=== Section Start ===

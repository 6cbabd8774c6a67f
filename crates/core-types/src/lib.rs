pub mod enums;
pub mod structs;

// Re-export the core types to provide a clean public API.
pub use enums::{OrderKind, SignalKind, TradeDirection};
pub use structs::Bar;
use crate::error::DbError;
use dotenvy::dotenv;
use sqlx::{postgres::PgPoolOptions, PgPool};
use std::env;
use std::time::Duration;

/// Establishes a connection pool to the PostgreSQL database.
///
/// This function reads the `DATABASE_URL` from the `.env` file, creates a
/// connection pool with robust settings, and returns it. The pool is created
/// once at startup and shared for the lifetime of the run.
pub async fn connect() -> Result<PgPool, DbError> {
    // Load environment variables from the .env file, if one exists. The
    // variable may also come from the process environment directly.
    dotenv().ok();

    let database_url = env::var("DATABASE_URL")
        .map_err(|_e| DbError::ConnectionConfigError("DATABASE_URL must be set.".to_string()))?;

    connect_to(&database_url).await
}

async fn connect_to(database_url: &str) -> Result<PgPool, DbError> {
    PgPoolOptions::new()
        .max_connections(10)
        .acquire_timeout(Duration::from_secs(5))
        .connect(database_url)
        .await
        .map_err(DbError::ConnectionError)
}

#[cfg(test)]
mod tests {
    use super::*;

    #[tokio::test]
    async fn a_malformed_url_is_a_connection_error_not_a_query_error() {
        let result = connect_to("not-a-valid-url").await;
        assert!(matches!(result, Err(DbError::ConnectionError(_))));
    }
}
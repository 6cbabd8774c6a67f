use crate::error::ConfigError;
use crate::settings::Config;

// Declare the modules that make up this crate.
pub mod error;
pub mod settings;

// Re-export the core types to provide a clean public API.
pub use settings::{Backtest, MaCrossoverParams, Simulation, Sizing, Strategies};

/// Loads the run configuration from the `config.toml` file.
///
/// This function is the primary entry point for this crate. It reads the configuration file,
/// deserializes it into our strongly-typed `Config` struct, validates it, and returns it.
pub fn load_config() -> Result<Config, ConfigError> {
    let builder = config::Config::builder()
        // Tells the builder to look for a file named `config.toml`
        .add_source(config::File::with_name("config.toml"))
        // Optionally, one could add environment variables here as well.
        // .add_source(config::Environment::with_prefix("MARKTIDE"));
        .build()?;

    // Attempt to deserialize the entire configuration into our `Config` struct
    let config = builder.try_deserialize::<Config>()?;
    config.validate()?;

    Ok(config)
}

=== Section End ===
=== Section Start ===

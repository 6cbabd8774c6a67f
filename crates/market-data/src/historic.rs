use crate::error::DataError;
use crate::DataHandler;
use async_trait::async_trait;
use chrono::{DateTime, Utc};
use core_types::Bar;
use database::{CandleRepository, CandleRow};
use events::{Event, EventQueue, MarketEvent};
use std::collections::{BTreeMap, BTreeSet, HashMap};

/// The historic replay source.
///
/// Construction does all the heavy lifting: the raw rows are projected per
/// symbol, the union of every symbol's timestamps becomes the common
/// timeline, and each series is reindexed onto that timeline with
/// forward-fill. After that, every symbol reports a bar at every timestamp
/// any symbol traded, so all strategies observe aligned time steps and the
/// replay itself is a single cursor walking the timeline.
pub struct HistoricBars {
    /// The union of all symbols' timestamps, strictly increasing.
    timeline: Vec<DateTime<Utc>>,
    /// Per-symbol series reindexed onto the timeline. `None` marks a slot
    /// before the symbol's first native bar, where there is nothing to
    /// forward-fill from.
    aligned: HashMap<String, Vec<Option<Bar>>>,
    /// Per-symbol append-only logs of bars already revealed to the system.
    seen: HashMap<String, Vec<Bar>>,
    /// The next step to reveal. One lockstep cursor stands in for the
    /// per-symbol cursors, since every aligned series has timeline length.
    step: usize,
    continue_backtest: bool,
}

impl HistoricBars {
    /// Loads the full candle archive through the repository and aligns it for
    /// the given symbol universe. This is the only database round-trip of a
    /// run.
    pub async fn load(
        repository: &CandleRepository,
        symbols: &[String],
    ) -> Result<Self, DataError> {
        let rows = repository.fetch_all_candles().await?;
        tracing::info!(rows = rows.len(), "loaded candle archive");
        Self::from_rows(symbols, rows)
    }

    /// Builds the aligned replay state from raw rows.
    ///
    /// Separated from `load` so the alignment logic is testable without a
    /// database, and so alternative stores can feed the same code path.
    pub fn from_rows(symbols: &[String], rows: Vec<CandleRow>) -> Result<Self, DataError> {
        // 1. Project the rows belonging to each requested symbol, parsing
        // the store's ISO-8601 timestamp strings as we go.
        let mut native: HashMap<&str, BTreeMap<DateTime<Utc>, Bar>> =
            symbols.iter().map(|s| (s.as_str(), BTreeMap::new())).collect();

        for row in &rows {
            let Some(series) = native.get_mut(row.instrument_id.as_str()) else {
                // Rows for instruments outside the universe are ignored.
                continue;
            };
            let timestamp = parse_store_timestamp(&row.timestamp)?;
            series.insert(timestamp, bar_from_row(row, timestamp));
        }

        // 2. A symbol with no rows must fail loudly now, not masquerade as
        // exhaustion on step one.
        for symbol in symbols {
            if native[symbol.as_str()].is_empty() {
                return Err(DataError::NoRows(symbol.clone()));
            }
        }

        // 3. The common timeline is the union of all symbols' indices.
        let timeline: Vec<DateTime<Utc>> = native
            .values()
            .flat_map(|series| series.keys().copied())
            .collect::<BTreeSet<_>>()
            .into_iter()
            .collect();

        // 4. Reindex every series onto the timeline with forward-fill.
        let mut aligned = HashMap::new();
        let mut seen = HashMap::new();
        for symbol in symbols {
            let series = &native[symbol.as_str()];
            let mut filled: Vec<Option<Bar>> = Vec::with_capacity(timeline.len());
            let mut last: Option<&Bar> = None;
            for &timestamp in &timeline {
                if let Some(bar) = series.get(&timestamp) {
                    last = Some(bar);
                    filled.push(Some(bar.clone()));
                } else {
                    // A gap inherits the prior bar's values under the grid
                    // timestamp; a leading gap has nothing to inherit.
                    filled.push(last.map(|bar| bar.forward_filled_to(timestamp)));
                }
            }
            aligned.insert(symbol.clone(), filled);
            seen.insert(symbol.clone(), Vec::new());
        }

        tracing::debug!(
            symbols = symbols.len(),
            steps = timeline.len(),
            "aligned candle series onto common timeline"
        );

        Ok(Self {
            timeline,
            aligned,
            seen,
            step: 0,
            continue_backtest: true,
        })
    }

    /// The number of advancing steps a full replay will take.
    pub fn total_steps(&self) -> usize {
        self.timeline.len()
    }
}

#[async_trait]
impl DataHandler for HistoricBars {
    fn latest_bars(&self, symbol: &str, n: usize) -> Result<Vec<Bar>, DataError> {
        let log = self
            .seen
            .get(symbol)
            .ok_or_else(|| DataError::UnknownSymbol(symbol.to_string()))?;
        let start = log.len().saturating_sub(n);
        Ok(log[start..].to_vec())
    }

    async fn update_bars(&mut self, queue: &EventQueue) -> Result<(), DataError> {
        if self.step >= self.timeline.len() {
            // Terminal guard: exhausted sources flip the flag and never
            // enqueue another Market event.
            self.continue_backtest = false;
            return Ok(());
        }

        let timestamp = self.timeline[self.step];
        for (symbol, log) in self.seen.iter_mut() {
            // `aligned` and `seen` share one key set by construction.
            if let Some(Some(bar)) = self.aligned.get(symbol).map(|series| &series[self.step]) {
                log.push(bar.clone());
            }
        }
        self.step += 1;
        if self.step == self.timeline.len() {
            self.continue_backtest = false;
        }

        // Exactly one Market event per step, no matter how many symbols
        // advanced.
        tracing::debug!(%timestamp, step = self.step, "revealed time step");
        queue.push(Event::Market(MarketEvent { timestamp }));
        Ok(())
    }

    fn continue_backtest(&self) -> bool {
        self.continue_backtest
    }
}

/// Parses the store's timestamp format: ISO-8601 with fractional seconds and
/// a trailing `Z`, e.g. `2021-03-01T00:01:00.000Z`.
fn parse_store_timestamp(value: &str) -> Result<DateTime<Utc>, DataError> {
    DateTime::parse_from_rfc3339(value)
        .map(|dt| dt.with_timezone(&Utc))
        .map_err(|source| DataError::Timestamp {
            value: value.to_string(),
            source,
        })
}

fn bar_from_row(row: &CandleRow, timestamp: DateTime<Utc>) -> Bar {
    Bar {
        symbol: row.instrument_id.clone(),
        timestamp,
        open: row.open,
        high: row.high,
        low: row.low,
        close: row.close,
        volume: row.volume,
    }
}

=== Section End ===

PROBLEM TO SOLVE
With the line holding "pub mod error;" as the first and the line holding "let builder = config::Config::builder()" as the last, set down that range of the entries above exactly, and nothing else.

WRITTEN SOLUTION
pub mod error;
pub mod settings;

// Re-export the core types to provide a clean public API.
pub use settings::{Backtest, MaCrossoverParams, Simulation, Sizing, Strategies};

/// Loads the run configuration from the `config.toml` file.
///
/// This function is the primary entry point for this crate. It reads the configuration file,
/// deserializes it into our strongly-typed `Config` struct, validates it, and returns it.
pub fn load_config() -> Result<Config, ConfigError> {
    let builder = config::Config::builder()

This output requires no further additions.